Le message me semble explicite. Tu démarres en mode Recovery (cmd+r lors du boot) tu sélectionnes la partition système "Macintosh HD" et là tu fais "réparation du disque" ou qqch dans le genre (en bas à droite)


----------



## Protype74 (30 Novembre 2015)

Je suis allé a l'Apple store de Genève. Il a branché sa machine sur mon Mac et sa machine a planter. Apres il a réussi a afficher les pièce matetiel de Mac ou il y'a marquer si elles fonctionnent ou pas et il n'y avais que le DD qui était laquer comme non fonctionnelle. En plus lui il a mis son boîtier et il a réussi a booter sur une session Maverick. 

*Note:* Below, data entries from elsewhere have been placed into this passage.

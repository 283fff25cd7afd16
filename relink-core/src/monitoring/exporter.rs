//! Prometheus export of reconnect metrics
//!
//! The core exposes plain snapshots; this exporter copies them into gauge
//! families on demand (typically right before a scrape).

use crate::resilience::ReconnectManager;
use parking_lot::Mutex;
use prometheus::{Gauge, IntGauge, IntGaugeVec, Opts, Registry};
use std::collections::HashSet;
use tracing::info;

const LABEL: &[&str] = &["connection"];

/// Gauge families for every registered connection plus global totals
pub struct ReconnectMetricsExporter {
    /// Lifecycle state code (see `LifecycleState::code`)
    pub state: IntGaugeVec,
    pub total_connections: IntGaugeVec,
    pub successful_connections: IntGaugeVec,
    pub failed_connections: IntGaugeVec,
    pub reconnect_attempts: IntGaugeVec,
    pub sequence_gaps: IntGaugeVec,
    pub heartbeat_misses: IntGaugeVec,
    pub uptime_seconds: IntGaugeVec,
    pub circuit_failure_count: IntGaugeVec,
    pub active_connections: IntGauge,
    pub circuit_open_connections: IntGauge,
    pub success_rate: Gauge,
    exported: Mutex<HashSet<String>>,
}

impl ReconnectMetricsExporter {
    /// Register all families with `registry`
    pub fn new(registry: &Registry) -> Result<Self, prometheus::Error> {
        let family = |name: &str, help: &str| -> Result<IntGaugeVec, prometheus::Error> {
            let gauge = IntGaugeVec::new(Opts::new(name, help).namespace("relink"), LABEL)?;
            registry.register(Box::new(gauge.clone()))?;
            Ok(gauge)
        };

        let state = family("connection_state", "Lifecycle state code per connection")?;
        let total_connections = family(
            "connection_total",
            "Connection outcomes recorded (successes + failures)",
        )?;
        let successful_connections =
            family("connection_successful", "Successful connections")?;
        let failed_connections = family("connection_failed", "Failed connection attempts")?;
        let reconnect_attempts =
            family("connection_reconnect_attempts", "Connection attempts started")?;
        let sequence_gaps = family(
            "connection_sequence_gaps",
            "Sequence gaps that tore down a live connection",
        )?;
        let heartbeat_misses = family("connection_heartbeat_misses", "Stale heartbeat checks")?;
        let uptime_seconds = family(
            "connection_uptime_seconds",
            "Current (or last) session uptime in seconds",
        )?;
        let circuit_failure_count = family(
            "circuit_failure_count",
            "Consecutive failures counted by the circuit breaker",
        )?;

        let active_connections = IntGauge::new(
            "relink_active_connections",
            "Connections currently connected",
        )?;
        registry.register(Box::new(active_connections.clone()))?;

        let circuit_open_connections = IntGauge::new(
            "relink_circuit_open_connections",
            "Connections blocked by an open circuit",
        )?;
        registry.register(Box::new(circuit_open_connections.clone()))?;

        let success_rate = Gauge::new(
            "relink_success_rate",
            "Successful connections over recorded outcomes (0.0 to 1.0)",
        )?;
        registry.register(Box::new(success_rate.clone()))?;

        info!("Reconnect metrics exporter registered");

        Ok(Self {
            state,
            total_connections,
            successful_connections,
            failed_connections,
            reconnect_attempts,
            sequence_gaps,
            heartbeat_misses,
            uptime_seconds,
            circuit_failure_count,
            active_connections,
            circuit_open_connections,
            success_rate,
            exported: Mutex::new(HashSet::new()),
        })
    }

    fn per_connection(&self) -> [&IntGaugeVec; 9] {
        [
            &self.state,
            &self.total_connections,
            &self.successful_connections,
            &self.failed_connections,
            &self.reconnect_attempts,
            &self.sequence_gaps,
            &self.heartbeat_misses,
            &self.uptime_seconds,
            &self.circuit_failure_count,
        ]
    }

    /// Copy a point-in-time snapshot of `manager` into the gauges
    pub fn update(&self, manager: &ReconnectManager) {
        let report = manager.status_report();

        for (name, status) in &report {
            let label = [name.as_str()];
            let m = &status.metrics;
            self.state.with_label_values(&label).set(status.state.code());
            self.total_connections
                .with_label_values(&label)
                .set(clamp(m.total_connections));
            self.successful_connections
                .with_label_values(&label)
                .set(clamp(m.successful_connections));
            self.failed_connections
                .with_label_values(&label)
                .set(clamp(m.failed_connections));
            self.reconnect_attempts
                .with_label_values(&label)
                .set(clamp(m.reconnect_attempts));
            self.sequence_gaps
                .with_label_values(&label)
                .set(clamp(m.sequence_gaps));
            self.heartbeat_misses
                .with_label_values(&label)
                .set(clamp(m.heartbeat_misses));
            self.uptime_seconds
                .with_label_values(&label)
                .set(m.uptime_seconds as i64);
            self.circuit_failure_count
                .with_label_values(&label)
                .set(i64::from(status.circuit.failure_count));
        }

        // Drop label sets of strategies that have been removed
        let current: HashSet<String> = report.keys().cloned().collect();
        let mut exported = self.exported.lock();
        for stale in exported.difference(&current) {
            for family in self.per_connection() {
                let _ = family.remove_label_values(&[stale.as_str()]);
            }
        }
        *exported = current;
        drop(exported);

        let global = manager.get_global_metrics();
        self.active_connections
            .set(global.active_connections as i64);
        self.circuit_open_connections
            .set(global.circuit_open_connections as i64);
        self.success_rate.set(global.success_rate);
    }
}

fn clamp(value: u64) -> i64 {
    i64::try_from(value).unwrap_or(i64::MAX)
}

Omby.Rakoto: je ne peux même pas accéder a la session. Maintenant des que je l'allume il commence l'installation de l'OS X puis m'affiche le message d'erreur à la fin. Et même dans la session inviter je ne pouvais accéder qu'a safari. 
Surtout que je l'ai acheter neuf il y'a seulement 1 ans et demi. 

Jeanjd63: déjà fais mais ça ne le change rien. 

Je vous tiendrai au courant j'ai acheté un DD a Darty je vais le chercher demain. 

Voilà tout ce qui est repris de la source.